Advocates believe adding dental therapists to practices will help those living in areas with severe dental care health professional shortages, according to the university. Studies have shown that more than 35% if people live in shortage areas, and another 10,800 practitioners are needed to serve them.
The project will allow Pacific University to educate two groups of students who are licensed restorative dental hygienists trained with the additional skills to become dental therapists. If the project succeeds, the university believes it could lead to the passage of a new state law, creating a middle tier of dental practitioners known as dental therapists in Oregon.
This is the first program in which its participants are licensed dental hygienists who can continue to work full-time jobs while undergoing their training. Pacific University's program is the fourth training program of its type in the U.S.

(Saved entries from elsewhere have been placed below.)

//! Command table and dispatch (spec.md §4.6).
//!
//! Each command is a `(name, arity, flags, handler)` entry in a table built
//! once and looked up by name. `handle_command` is the single entry point
//! the worker calls per parsed request: it does arity/auth checking,
//! transparently queues into `MULTI` when a client has one open, and
//! otherwise runs the handler and works out what (if anything) should be
//! propagated to the append log.

pub mod connection;
pub mod generic;
pub mod hashes;
pub mod lists;
pub mod multi;
pub mod persist_ctl;
pub mod sets;
pub mod strings;
pub mod zsets;

use std::collections::HashMap;
use std::sync::OnceLock;

use crate::client::Client;
use crate::server::Server;

pub mod cflags {
    pub const WRITE: u32 = 1 << 0;
    pub const READONLY: u32 = 1 << 1;
    pub const ADMIN: u32 = 1 << 2;
    pub const FAST: u32 = 1 << 3;
    pub const BLOCKING: u32 = 1 << 4;
}

pub type Handler = fn(&mut CommandCtx);

#[derive(Clone, Copy)]
pub struct CommandSpec {
    pub name: &'static str,
    /// Positive: exact argument count including the command name. Negative:
    /// at least `-arity` arguments.
    pub arity: i32,
    pub flags: u32,
    pub handler: Handler,
}

/// One command's worth of context: the immutable server, the client that
/// issued it (mutable — its output buffer, db index, watch list, etc.), and
/// whatever this call decides should be appended to the write log instead
/// of the verbatim command (spec.md §4.6's `prevent_propagation` /
/// `also_propagate` escape hatch, used by e.g. `SPOP` propagating as
/// `SREM`).
pub struct CommandCtx<'a> {
    pub server: &'a Server,
    pub client: &'a mut Client,
    pub propagate_override: Option<Vec<Vec<Vec<u8>>>>,
}

impl<'a> CommandCtx<'a> {
    pub fn argv(&self) -> &[Vec<u8>] {
        &self.client.argv
    }

    pub fn db(&self) -> usize {
        self.client.db_index
    }

    pub fn shard(&self, key: &[u8]) -> &crate::db::Shard {
        self.server.keyspace.shard(self.client.db_index, key)
    }

    pub fn reply_error(&mut self, msg: &str) {
        self.client.output.write_error(msg);
    }

    /// Suppresses propagation entirely (the command had no observable
    /// write effect, e.g. `SET ... NX` that didn't set).
    pub fn prevent_propagation(&mut self) {
        self.propagate_override = Some(Vec::new());
    }

    /// Propagates `cmd` instead of (or in addition to) the verbatim
    /// command.
    pub fn also_propagate(&mut self, cmd: Vec<Vec<u8>>) {
        self.propagate_override.get_or_insert_with(Vec::new).push(cmd);
    }

    pub fn mark_dirty(&self) {
        self.server.dirty_since_save.fetch_add(1, std::sync::atomic::Ordering::Relaxed);
    }
}

fn all_specs() -> Vec<CommandSpec> {
    let mut v = Vec::new();
    v.extend(connection::specs());
    v.extend(generic::specs());
    v.extend(strings::specs());
    v.extend(lists::specs());
    v.extend(sets::specs());
    v.extend(hashes::specs());
    v.extend(zsets::specs());
    v.extend(multi::specs());
    v.extend(persist_ctl::specs());
    v
}

pub fn command_table() -> &'static HashMap<&'static str, CommandSpec> {
    static TABLE: OnceLock<HashMap<&'static str, CommandSpec>> = OnceLock::new();
    TABLE.get_or_init(|| all_specs().into_iter().map(|s| (s.name, s)).collect())
}

fn arity_ok(spec: &CommandSpec, argc: i32) -> bool {
    if spec.arity >= 0 {
        argc == spec.arity
    } else {
        argc >= -spec.arity
    }
}

/// The names `handle_command` never queues into `MULTI`, because they
/// control the transaction itself or connection setup.
fn bypasses_multi_queue(name: &str) -> bool {
    matches!(name, "MULTI" | "EXEC" | "DISCARD" | "WATCH" | "RESET" | "QUIT" | "AUTH")
}

/// Single entry point the worker calls for every parsed request. Handles
/// unknown-command and arity errors, auth gating, `MULTI` queueing, and
/// otherwise executes the handler directly.
pub fn handle_command(ctx: &mut CommandCtx) {
    if ctx.client.argv.is_empty() {
        return;
    }
    let name = String::from_utf8_lossy(&ctx.client.argv[0]).to_ascii_uppercase();
    let table = command_table();
    let Some(spec) = table.get(name.as_str()).copied() else {
        if ctx.client.in_multi() {
            ctx.client.set_dirty_exec();
        }
        ctx.client.output.write_error(&format!("ERR unknown command '{name}'"));
        return;
    };
    let argc = ctx.client.argv.len() as i32;
    if !arity_ok(&spec, argc) {
        if ctx.client.in_multi() {
            ctx.client.set_dirty_exec();
        }
        ctx.client
            .output
            .write_error(&format!("ERR wrong number of arguments for '{}' command", name.to_lowercase()));
        return;
    }
    if !ctx.client.authenticated && name != "AUTH" {
        ctx.client.output.write_static(crate::resp::shared::NOAUTH_ERR);
        return;
    }
    if ctx.client.in_multi() && !bypasses_multi_queue(&name) {
        ctx.client.multi_queue.push(ctx.client.argv.clone());
        ctx.client.output.write_static(crate::resp::shared::QUEUED);
        return;
    }
    execute(ctx, &spec);
}

/// Runs a command's handler directly, bypassing `MULTI` queueing — used
/// both by `handle_command`'s non-queued path and by `EXEC` replaying each
/// queued command. Write commands are appended to the log afterwards,
/// either verbatim or as whatever the handler substituted via
/// `also_propagate`/`prevent_propagation` (spec.md §4.5).
pub fn execute(ctx: &mut CommandCtx, spec: &CommandSpec) {
    ctx.propagate_override = None;
    (spec.handler)(ctx);
    ctx.server.stats.commands_processed.fetch_add(1, std::sync::atomic::Ordering::Relaxed);
    if spec.flags & cflags::WRITE != 0 {
        propagate(ctx);
    }
}

/// Appends the effective write to the shard that owns its routing key. A
/// handler's `propagate_override` (set via `also_propagate`/
/// `prevent_propagation`) takes precedence over the verbatim argv; an empty
/// override means the command had no observable effect and logs nothing.
///
/// Which shard's file physically holds the bytes only matters for
/// bookkeeping — `PersistenceEngine::load_all` replays every logged command
/// back through the real command handler, which re-derives correct shard
/// routing per key on its own. So routing the log entry by the first key
/// argument (falling back to shard 0 for admin commands with no key, e.g.
/// `FLUSHDB`) is sufficient for replay correctness even when a command
/// touches keys in more than one shard.
fn propagate(ctx: &mut CommandCtx) {
    let db = ctx.db();
    let key: &[u8] = ctx.argv().get(1).map(|v| v.as_slice()).unwrap_or(&[]);
    let shard_in_db = ctx.server.keyspace.shard_in_db(db, key);
    match ctx.propagate_override.take() {
        Some(cmds) => {
            for cmd in cmds {
                crate::persist::handle_result(ctx.server.persistence.log_write(db, shard_in_db, &cmd));
            }
        }
        None => {
            crate::persist::handle_result(ctx.server.persistence.log_write(db, shard_in_db, ctx.argv()));
        }
    }
}

/// Looks a command up by name for callers (like `EXEC`) that already have
/// the argv and just need the spec.
pub fn lookup(name: &str) -> Option<CommandSpec> {
    command_table().get(name.to_ascii_uppercase().as_str()).copied()
}

pub(crate) fn arg_str(argv: &[Vec<u8>], idx: usize) -> String {
    String::from_utf8_lossy(&argv[idx]).to_string()
}

pub(crate) fn arg_upper(argv: &[Vec<u8>], idx: usize) -> String {
    arg_str(argv, idx).to_ascii_uppercase()
}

The first 10 students will begin training on February 1, 2020, according to the university. Upon completing the one-year program, students will receive certificates in dental therapy.
The project is funded by Pew Charitable Trusts, which has been a long-time advocate for licensing dental therapists to provide greater access to dental care in underserved communities; the Willamette Dental Group; and the Ford Family Foundation.
Though Rowley thinks dental therapists eventually will practice independently rather than under the supervision of dentists in some settings, this pilot program will have working hygienists practice basic dentistry at dental offices with one-on-one supervision from dentists. Dentists from the Willamette Dental Group will supervise the dentists.
Currently, 12 states in the U.S., including Alaska, Idaho, Minnesota, and Michigan, have laws that allow dental therapists to treat patients in some settings. Though dental therapists can perform many of the same preventive treatments that dental hygienists perform, as well as some procedures provided by dentists, they have not earned doctorates in dentistry.